═══ Dataset content ═══

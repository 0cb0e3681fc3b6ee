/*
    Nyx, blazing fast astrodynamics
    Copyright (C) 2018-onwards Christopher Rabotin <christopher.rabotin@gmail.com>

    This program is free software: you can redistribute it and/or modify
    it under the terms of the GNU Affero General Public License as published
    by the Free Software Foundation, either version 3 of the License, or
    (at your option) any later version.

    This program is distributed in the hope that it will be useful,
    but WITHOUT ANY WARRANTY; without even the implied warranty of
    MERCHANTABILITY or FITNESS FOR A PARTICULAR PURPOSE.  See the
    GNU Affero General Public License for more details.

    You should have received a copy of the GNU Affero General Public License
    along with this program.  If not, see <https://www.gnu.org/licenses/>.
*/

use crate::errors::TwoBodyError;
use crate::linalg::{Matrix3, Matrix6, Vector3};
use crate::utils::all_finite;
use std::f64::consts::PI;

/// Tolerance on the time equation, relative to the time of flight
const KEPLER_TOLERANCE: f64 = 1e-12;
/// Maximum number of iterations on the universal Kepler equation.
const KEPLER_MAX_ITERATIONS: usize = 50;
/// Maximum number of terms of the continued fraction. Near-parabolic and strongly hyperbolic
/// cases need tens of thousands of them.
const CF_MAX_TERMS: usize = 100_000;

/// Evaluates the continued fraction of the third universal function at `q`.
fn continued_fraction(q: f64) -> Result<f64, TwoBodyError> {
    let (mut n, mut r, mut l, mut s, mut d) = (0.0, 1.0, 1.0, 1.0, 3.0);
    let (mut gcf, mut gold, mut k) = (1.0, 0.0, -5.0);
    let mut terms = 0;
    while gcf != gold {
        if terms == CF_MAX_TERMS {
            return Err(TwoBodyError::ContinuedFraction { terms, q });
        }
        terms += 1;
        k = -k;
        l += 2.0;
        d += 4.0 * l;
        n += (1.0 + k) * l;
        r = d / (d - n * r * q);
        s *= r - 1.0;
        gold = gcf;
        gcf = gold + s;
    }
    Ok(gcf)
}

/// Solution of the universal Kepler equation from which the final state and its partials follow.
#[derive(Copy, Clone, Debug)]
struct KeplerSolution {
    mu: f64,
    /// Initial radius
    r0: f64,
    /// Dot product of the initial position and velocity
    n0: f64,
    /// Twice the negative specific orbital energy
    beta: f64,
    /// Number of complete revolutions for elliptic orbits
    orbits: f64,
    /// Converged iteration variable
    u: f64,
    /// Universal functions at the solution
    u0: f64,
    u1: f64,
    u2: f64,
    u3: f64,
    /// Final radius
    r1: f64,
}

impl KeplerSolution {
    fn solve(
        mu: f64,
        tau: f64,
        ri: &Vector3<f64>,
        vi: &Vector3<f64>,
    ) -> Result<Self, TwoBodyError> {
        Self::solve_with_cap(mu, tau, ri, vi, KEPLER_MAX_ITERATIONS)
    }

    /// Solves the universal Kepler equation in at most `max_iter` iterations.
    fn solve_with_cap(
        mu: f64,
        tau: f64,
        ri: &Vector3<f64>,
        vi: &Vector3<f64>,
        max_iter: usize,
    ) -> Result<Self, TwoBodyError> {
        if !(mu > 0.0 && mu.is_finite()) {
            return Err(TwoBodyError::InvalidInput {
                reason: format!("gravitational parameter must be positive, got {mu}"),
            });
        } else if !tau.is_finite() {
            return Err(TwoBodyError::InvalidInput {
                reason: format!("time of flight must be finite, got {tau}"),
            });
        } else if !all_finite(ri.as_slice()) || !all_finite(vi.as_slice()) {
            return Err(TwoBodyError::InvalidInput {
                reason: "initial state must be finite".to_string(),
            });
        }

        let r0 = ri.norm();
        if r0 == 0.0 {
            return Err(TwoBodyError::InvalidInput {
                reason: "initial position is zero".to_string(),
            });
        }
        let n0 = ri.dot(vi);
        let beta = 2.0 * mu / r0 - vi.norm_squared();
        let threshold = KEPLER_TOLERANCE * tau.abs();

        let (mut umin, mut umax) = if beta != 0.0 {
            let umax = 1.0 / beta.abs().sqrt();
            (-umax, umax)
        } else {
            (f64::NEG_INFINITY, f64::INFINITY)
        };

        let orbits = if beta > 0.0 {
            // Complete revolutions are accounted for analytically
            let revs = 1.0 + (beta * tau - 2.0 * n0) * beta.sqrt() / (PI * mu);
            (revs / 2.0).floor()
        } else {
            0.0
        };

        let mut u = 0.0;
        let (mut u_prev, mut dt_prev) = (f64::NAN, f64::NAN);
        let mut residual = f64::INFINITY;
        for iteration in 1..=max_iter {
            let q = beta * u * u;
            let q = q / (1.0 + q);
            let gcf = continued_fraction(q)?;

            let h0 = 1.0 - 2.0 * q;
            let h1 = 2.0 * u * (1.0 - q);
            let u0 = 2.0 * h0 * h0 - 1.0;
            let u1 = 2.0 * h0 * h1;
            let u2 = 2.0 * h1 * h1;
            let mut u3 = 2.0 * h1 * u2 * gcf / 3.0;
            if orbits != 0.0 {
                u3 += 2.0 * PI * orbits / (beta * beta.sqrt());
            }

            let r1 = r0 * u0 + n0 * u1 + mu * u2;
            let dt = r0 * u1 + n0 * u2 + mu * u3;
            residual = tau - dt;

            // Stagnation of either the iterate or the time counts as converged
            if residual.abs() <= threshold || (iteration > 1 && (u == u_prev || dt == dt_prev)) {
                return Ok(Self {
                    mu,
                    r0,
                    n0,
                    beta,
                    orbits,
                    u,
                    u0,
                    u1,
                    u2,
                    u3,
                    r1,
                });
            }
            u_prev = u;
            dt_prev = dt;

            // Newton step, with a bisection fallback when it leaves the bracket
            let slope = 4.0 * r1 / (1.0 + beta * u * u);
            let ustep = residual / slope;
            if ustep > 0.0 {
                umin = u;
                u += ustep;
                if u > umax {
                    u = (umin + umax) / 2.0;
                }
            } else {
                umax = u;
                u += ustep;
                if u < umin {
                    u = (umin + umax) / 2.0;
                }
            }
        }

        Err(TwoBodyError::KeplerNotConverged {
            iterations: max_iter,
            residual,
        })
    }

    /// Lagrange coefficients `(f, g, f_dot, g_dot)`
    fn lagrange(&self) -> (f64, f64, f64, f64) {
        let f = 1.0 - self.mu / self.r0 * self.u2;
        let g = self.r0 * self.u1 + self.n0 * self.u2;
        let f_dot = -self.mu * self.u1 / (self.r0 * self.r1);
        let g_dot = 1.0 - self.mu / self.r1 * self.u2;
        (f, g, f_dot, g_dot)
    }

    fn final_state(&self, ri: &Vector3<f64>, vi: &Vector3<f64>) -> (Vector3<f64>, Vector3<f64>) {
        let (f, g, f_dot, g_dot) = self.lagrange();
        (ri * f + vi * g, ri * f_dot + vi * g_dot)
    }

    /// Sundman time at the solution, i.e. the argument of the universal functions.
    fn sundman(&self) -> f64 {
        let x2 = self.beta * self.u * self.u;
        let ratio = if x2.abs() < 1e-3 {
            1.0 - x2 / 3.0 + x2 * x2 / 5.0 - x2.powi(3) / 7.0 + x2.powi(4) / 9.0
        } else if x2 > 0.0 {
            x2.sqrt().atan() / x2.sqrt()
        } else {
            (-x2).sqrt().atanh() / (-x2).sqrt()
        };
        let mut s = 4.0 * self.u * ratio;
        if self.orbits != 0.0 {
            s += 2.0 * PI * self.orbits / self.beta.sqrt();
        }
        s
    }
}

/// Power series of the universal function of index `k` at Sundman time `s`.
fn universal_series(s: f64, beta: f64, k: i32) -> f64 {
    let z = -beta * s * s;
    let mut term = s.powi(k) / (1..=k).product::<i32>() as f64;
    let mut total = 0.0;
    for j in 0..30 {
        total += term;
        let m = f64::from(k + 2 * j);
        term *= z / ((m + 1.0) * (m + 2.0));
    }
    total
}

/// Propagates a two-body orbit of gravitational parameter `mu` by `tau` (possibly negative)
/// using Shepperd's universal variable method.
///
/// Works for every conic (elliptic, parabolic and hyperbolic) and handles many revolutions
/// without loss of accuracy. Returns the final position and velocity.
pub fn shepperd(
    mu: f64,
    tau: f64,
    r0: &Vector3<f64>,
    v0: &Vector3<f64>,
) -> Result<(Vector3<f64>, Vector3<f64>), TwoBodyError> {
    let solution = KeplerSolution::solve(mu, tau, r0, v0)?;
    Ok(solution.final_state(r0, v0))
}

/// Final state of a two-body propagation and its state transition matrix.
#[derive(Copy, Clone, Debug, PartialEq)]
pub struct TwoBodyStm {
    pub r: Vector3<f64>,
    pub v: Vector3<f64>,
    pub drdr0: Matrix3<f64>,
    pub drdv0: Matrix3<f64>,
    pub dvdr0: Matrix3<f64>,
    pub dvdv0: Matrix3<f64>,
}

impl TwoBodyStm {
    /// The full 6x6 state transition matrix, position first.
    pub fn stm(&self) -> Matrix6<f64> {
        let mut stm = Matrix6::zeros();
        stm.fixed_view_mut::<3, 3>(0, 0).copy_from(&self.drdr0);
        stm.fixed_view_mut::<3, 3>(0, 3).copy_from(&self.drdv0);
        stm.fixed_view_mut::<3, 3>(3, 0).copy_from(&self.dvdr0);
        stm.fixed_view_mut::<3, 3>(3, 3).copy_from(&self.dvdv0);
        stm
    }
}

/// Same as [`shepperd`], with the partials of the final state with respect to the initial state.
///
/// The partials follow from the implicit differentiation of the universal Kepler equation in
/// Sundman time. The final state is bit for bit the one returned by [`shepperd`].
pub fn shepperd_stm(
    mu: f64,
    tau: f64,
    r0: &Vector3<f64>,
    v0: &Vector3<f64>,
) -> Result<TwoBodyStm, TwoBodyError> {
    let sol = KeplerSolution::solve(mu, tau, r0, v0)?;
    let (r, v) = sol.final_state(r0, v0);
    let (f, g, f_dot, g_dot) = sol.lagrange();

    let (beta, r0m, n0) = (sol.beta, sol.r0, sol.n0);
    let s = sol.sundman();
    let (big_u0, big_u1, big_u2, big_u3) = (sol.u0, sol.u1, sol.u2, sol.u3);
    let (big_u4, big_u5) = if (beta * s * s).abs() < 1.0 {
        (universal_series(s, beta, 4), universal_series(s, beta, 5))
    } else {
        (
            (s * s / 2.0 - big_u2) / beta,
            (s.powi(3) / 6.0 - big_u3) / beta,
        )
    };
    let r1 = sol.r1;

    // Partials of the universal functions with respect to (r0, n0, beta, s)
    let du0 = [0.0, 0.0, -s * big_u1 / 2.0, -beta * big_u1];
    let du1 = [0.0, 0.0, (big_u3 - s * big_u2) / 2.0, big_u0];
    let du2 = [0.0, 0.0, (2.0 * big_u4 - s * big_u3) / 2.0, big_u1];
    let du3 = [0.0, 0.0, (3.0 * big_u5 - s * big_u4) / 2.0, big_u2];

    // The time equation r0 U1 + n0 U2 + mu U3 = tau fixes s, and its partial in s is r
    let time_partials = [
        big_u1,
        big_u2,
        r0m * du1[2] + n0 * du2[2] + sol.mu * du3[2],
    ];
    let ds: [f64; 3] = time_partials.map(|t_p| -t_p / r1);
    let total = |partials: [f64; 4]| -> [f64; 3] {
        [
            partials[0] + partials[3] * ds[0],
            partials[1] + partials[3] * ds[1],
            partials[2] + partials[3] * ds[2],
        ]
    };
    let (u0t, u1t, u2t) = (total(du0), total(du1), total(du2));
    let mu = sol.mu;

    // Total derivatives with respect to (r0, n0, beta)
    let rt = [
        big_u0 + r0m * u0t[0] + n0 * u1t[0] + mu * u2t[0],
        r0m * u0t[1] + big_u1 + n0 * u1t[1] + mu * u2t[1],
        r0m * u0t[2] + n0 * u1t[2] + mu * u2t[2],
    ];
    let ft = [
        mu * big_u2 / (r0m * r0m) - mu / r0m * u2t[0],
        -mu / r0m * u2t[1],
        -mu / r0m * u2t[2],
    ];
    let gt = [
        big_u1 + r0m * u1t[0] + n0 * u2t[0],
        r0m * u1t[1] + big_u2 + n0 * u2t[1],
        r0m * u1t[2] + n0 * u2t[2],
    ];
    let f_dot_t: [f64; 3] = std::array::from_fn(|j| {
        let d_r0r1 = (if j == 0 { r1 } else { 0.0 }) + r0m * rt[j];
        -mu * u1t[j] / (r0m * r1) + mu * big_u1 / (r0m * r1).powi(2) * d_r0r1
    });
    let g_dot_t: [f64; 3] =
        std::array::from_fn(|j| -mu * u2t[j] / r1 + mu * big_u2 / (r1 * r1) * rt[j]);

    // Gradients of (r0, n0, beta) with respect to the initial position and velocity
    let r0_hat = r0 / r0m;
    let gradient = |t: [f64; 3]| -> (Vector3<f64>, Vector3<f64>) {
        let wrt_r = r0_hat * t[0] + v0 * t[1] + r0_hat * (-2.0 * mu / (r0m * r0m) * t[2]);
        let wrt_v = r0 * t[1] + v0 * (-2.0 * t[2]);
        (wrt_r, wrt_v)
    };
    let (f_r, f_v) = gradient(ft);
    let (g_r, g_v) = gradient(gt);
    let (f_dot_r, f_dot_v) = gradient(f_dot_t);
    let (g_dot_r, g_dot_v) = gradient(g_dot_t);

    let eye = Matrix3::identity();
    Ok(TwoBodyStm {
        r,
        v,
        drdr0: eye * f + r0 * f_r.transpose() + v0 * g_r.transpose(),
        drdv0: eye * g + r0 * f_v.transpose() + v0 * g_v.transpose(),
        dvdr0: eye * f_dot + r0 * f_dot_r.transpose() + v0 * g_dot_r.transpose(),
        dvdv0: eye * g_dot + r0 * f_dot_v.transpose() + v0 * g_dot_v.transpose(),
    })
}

═══
═══ Dataset content ═══

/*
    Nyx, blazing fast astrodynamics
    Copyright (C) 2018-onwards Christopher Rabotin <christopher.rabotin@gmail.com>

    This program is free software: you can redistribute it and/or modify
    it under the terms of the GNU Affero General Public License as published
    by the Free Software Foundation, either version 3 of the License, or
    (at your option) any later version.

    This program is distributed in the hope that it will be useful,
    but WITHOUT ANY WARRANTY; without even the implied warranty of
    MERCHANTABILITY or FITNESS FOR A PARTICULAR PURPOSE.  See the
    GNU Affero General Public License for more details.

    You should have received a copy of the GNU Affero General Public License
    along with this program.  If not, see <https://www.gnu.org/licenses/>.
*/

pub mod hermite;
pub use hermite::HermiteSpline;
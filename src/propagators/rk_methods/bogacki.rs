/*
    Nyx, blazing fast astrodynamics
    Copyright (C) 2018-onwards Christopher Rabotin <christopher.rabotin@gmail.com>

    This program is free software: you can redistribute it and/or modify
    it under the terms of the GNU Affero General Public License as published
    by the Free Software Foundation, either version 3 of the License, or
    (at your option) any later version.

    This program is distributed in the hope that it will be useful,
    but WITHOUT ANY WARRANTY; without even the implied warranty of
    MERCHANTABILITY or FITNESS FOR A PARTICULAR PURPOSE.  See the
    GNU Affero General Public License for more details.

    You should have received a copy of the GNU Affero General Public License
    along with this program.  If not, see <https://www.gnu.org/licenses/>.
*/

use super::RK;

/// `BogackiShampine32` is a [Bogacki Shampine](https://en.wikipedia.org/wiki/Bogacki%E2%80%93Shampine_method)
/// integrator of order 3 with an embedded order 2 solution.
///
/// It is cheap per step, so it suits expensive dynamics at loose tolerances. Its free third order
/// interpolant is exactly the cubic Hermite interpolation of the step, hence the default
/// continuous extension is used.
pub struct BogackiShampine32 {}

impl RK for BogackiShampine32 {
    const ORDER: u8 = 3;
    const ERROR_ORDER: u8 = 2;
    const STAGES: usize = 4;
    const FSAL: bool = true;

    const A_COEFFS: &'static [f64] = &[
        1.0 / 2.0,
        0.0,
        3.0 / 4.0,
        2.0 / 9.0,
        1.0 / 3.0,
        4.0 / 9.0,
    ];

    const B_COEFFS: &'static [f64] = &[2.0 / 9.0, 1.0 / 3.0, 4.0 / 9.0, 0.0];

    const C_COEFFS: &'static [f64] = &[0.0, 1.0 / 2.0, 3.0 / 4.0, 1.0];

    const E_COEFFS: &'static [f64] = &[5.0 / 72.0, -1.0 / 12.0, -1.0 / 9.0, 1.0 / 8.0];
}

═══
═══ Dataset content ═══

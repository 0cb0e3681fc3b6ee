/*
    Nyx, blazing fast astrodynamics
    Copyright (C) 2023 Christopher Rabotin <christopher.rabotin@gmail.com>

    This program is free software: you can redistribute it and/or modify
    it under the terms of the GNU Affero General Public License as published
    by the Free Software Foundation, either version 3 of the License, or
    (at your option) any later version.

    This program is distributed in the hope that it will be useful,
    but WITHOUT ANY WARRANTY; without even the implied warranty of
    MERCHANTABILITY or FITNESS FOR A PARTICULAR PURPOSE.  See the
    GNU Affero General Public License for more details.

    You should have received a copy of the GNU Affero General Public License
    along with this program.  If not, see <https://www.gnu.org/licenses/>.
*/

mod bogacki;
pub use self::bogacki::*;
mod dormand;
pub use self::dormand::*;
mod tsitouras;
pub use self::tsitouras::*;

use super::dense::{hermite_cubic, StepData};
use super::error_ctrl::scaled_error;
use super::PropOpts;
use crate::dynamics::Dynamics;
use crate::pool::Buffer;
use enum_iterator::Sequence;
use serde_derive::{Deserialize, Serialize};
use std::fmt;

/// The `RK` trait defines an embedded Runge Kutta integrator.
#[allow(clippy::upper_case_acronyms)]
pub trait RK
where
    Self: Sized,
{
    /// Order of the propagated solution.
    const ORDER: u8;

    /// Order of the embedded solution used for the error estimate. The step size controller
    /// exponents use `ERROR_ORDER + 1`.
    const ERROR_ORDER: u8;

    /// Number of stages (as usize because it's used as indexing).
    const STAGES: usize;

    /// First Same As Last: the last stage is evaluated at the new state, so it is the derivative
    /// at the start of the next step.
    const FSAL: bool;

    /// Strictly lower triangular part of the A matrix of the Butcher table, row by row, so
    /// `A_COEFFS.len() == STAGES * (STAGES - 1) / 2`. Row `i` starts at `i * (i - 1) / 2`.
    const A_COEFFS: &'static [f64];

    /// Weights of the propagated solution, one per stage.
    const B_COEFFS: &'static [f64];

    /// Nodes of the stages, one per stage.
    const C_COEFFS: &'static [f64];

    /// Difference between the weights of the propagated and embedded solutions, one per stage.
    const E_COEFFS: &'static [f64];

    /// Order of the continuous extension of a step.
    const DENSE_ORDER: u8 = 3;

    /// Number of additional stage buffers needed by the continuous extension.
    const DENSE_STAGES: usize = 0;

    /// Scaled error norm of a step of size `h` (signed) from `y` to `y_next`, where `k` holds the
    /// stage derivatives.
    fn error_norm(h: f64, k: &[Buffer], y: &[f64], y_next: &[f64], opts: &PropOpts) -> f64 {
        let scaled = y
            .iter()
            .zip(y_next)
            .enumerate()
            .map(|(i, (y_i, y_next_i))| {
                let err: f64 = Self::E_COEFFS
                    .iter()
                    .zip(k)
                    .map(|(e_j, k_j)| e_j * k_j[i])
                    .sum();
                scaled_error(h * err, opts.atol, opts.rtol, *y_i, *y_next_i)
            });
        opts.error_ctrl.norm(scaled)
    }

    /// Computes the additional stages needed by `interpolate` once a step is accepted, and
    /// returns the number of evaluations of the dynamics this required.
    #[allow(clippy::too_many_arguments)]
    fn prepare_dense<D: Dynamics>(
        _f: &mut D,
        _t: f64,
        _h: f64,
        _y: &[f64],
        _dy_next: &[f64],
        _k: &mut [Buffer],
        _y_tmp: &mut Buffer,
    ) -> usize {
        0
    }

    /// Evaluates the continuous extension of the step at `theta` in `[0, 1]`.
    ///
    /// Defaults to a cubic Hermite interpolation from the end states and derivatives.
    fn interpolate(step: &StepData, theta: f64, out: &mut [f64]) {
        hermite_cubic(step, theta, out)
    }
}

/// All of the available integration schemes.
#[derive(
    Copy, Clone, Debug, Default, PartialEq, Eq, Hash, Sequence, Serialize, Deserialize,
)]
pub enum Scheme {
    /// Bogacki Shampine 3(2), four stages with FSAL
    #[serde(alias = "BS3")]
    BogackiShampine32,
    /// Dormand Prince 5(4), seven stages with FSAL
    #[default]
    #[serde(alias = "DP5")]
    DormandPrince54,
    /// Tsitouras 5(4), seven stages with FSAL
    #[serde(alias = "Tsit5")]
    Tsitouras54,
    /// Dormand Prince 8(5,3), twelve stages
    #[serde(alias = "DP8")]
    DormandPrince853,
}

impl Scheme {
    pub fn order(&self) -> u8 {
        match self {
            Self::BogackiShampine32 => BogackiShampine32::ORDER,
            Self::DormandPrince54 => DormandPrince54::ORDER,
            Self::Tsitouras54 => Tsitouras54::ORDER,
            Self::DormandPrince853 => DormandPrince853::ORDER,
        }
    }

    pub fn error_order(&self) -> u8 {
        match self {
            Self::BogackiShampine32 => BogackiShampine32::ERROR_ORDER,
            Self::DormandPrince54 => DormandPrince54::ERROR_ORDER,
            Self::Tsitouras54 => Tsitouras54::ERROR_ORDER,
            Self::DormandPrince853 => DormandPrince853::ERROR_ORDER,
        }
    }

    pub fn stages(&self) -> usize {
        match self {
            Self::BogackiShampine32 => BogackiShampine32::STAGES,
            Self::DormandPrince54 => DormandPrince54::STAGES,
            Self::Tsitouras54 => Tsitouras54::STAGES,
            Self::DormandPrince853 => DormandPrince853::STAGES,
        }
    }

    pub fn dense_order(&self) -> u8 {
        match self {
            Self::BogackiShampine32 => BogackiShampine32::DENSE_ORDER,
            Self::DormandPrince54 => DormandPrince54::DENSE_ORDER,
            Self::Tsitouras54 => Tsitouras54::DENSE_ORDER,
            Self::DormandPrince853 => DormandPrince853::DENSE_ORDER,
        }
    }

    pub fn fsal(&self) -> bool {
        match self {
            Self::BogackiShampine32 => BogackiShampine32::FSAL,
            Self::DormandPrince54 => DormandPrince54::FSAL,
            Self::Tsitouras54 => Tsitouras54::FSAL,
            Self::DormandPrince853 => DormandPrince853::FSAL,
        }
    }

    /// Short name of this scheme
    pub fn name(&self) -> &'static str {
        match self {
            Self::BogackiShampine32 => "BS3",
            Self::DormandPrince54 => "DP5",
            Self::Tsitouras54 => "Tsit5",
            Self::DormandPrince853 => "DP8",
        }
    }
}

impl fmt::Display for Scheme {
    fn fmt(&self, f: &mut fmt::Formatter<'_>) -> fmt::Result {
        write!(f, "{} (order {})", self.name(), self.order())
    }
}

═══

» **Your instructions**: Would you filter the entries above and keep each line that has the word "ustep"?

» **Output**:
            let ustep = residual / slope;
            if ustep > 0.0 {
                u += ustep;
                u += ustep;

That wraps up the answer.